▶ _THE PROBLEM_
Whenever a line in the entries below contains "squares", copy that line.
=== RECORDS SUPPLIED ===
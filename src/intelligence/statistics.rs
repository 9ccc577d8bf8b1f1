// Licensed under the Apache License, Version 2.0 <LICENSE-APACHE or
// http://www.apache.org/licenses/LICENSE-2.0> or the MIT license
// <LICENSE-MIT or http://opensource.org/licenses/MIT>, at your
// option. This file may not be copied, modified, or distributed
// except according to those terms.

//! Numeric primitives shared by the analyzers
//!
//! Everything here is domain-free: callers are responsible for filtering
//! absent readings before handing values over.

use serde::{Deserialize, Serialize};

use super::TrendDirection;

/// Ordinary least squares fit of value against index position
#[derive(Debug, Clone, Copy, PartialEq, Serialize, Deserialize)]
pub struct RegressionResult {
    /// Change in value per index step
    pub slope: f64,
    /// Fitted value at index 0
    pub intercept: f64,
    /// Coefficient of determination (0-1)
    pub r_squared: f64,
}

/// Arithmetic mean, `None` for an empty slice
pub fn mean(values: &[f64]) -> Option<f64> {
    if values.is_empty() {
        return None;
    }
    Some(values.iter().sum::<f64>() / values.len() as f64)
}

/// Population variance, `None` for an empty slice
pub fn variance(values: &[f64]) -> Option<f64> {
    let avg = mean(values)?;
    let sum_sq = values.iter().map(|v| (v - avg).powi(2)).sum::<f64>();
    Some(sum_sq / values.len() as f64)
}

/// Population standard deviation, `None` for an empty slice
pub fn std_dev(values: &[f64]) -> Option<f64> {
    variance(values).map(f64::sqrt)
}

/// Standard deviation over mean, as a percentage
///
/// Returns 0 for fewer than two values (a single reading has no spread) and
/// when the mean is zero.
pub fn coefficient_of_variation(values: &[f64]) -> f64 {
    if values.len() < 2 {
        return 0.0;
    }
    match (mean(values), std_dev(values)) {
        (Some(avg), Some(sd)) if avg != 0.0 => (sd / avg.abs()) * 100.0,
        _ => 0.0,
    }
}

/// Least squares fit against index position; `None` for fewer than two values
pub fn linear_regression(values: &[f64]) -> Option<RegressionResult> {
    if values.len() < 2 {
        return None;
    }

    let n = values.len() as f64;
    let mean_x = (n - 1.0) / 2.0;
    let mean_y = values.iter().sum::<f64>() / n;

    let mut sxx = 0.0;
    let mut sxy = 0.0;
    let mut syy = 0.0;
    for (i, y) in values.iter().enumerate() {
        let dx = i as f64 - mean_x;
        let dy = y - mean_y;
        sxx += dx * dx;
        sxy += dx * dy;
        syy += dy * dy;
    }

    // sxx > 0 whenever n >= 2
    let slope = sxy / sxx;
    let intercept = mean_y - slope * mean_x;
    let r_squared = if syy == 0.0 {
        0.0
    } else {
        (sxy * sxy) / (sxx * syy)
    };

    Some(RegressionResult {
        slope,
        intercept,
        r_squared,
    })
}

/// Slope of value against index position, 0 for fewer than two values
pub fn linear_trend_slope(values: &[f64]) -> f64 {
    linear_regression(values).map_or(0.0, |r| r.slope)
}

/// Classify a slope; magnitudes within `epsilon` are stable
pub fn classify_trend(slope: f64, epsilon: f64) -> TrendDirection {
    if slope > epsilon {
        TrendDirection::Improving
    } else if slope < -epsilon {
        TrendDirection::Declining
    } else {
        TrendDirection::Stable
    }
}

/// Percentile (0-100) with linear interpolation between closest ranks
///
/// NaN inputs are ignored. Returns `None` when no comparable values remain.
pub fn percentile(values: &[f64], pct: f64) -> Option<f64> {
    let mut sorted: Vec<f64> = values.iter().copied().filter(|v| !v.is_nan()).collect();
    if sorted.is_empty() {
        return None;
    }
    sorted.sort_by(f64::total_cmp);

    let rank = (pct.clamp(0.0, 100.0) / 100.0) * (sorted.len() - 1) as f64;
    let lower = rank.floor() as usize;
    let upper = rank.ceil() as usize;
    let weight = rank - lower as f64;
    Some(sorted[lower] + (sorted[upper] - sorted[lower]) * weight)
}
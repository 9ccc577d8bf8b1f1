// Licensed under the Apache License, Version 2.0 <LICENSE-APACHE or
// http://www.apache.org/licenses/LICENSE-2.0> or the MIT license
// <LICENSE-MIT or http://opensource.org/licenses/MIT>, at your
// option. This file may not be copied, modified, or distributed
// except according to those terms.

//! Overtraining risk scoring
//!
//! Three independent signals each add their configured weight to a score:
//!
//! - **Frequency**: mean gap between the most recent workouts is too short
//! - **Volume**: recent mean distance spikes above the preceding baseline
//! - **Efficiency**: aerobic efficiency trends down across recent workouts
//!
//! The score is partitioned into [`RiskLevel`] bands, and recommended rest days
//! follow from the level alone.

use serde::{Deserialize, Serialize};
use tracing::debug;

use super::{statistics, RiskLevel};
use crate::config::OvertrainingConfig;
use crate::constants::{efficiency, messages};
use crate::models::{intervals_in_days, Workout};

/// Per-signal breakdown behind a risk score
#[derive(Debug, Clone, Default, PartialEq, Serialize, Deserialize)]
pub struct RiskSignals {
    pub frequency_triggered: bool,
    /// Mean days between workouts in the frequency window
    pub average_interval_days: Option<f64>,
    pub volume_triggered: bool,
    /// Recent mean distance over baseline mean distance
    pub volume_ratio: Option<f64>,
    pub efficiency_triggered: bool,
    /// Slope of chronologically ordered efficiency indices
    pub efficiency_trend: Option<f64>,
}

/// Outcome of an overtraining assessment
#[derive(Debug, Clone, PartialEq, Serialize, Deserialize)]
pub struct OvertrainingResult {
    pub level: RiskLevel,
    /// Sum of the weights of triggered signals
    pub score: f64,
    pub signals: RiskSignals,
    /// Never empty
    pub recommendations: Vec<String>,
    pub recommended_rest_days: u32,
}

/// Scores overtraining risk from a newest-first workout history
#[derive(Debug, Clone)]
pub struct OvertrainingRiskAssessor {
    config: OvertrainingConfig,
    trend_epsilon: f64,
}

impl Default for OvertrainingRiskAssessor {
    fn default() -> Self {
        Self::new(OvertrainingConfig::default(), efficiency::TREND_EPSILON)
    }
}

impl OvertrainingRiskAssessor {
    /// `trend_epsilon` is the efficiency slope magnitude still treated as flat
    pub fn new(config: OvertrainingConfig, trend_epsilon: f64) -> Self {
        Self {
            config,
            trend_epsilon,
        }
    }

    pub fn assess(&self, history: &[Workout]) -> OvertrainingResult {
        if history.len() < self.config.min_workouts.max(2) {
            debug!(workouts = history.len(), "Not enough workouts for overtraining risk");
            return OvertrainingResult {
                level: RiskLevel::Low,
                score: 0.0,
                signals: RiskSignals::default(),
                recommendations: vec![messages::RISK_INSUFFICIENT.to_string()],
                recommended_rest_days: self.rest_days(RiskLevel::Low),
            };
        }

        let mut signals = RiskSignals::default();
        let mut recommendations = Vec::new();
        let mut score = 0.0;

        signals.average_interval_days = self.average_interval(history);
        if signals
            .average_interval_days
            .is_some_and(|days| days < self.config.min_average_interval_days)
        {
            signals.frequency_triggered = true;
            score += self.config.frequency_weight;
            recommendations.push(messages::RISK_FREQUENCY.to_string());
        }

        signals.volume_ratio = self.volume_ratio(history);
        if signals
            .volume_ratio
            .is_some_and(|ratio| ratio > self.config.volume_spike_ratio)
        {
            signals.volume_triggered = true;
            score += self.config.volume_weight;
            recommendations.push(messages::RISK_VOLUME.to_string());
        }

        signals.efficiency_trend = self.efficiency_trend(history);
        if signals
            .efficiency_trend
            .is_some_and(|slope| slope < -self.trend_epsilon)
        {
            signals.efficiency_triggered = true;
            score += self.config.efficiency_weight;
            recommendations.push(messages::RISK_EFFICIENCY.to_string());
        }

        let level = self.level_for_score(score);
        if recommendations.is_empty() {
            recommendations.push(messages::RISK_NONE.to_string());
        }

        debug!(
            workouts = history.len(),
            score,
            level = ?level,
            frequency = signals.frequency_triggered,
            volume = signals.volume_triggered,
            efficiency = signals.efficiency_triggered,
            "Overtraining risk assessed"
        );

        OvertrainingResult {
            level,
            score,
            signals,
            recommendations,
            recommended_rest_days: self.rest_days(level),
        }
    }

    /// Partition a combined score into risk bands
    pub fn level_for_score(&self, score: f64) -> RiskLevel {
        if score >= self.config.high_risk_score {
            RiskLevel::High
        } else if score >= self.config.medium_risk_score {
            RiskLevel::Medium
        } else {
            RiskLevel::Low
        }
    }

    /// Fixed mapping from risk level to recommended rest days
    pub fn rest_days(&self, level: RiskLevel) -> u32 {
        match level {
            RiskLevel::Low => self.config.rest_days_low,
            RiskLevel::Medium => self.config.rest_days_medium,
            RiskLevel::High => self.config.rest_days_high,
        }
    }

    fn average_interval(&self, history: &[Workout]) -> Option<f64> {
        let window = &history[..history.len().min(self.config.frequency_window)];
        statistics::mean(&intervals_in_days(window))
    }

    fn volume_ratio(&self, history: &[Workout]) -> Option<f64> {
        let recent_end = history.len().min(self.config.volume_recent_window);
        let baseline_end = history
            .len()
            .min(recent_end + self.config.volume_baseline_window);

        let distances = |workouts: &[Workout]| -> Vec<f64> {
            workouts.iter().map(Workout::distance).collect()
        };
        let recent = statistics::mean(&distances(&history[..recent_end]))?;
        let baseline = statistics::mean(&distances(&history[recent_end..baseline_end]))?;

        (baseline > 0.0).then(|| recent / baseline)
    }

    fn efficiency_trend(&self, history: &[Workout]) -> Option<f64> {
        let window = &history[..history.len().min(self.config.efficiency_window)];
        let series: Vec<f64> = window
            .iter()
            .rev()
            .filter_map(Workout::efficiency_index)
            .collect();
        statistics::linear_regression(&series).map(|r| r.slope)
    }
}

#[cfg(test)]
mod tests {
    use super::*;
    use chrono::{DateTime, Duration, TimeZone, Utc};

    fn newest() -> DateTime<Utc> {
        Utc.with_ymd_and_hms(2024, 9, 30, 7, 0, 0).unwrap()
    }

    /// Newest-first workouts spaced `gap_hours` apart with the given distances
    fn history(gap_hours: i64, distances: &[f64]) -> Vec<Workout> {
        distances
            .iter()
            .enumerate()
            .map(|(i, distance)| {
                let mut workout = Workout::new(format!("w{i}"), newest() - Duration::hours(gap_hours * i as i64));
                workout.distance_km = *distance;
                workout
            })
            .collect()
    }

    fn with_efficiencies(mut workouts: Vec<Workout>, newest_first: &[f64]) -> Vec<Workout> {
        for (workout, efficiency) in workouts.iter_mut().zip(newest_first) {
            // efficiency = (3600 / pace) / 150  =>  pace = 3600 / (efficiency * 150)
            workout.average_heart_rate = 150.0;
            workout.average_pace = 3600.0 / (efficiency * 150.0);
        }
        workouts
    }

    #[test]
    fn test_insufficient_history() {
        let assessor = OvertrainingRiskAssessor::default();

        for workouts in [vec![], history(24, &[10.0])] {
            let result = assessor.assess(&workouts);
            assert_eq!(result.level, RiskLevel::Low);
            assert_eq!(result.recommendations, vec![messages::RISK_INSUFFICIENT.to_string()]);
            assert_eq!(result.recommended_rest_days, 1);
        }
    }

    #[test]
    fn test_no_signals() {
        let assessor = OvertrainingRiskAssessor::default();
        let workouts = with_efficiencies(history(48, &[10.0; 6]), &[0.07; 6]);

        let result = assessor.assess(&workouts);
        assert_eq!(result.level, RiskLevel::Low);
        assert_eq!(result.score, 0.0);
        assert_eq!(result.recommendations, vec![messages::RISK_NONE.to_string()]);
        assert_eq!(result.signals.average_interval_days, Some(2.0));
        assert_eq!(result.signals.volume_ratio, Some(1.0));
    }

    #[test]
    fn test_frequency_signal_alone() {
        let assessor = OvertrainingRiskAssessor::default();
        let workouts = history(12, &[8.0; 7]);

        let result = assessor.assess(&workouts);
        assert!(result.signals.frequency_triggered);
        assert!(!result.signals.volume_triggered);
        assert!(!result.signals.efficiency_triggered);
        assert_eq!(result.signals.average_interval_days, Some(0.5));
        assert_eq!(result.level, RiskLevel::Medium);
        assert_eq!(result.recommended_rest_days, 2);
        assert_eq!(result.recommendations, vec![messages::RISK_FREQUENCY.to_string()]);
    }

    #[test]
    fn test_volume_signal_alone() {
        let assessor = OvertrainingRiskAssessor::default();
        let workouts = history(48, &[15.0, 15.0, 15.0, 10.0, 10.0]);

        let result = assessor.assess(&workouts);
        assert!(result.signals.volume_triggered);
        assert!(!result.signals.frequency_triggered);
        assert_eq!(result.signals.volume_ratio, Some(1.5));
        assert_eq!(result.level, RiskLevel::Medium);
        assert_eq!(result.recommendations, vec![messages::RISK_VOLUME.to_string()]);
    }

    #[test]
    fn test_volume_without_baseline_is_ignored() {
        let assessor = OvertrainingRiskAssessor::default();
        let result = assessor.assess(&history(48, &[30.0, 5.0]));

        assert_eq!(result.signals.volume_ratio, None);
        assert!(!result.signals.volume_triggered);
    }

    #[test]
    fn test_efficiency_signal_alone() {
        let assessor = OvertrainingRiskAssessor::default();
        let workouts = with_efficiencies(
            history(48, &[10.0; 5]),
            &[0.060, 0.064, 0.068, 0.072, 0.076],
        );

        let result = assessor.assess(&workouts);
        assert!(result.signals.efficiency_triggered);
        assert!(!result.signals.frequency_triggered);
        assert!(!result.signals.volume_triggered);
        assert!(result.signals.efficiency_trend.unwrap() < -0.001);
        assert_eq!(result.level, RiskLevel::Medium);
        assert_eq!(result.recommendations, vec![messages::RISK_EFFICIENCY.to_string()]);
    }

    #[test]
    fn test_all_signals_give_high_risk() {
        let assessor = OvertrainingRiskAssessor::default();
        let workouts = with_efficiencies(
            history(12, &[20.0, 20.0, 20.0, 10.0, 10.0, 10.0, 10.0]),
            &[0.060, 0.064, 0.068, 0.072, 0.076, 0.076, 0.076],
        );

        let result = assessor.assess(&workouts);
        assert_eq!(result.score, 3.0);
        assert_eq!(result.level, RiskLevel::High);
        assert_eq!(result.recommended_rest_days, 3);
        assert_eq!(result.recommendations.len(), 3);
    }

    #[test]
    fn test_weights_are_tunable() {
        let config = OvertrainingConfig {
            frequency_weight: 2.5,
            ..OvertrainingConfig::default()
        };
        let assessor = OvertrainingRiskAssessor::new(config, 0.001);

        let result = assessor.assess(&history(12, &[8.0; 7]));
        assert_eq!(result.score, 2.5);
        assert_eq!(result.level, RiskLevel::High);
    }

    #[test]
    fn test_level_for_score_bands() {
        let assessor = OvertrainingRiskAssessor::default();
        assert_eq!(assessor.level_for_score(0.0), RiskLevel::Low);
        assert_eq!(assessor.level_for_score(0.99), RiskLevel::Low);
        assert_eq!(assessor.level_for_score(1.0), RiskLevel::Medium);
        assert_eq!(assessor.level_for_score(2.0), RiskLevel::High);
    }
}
===
▶ _ANSWER SPACE_
/// Ordinary least squares fit of value against index position
/// Least squares fit against index position; `None` for fewer than two values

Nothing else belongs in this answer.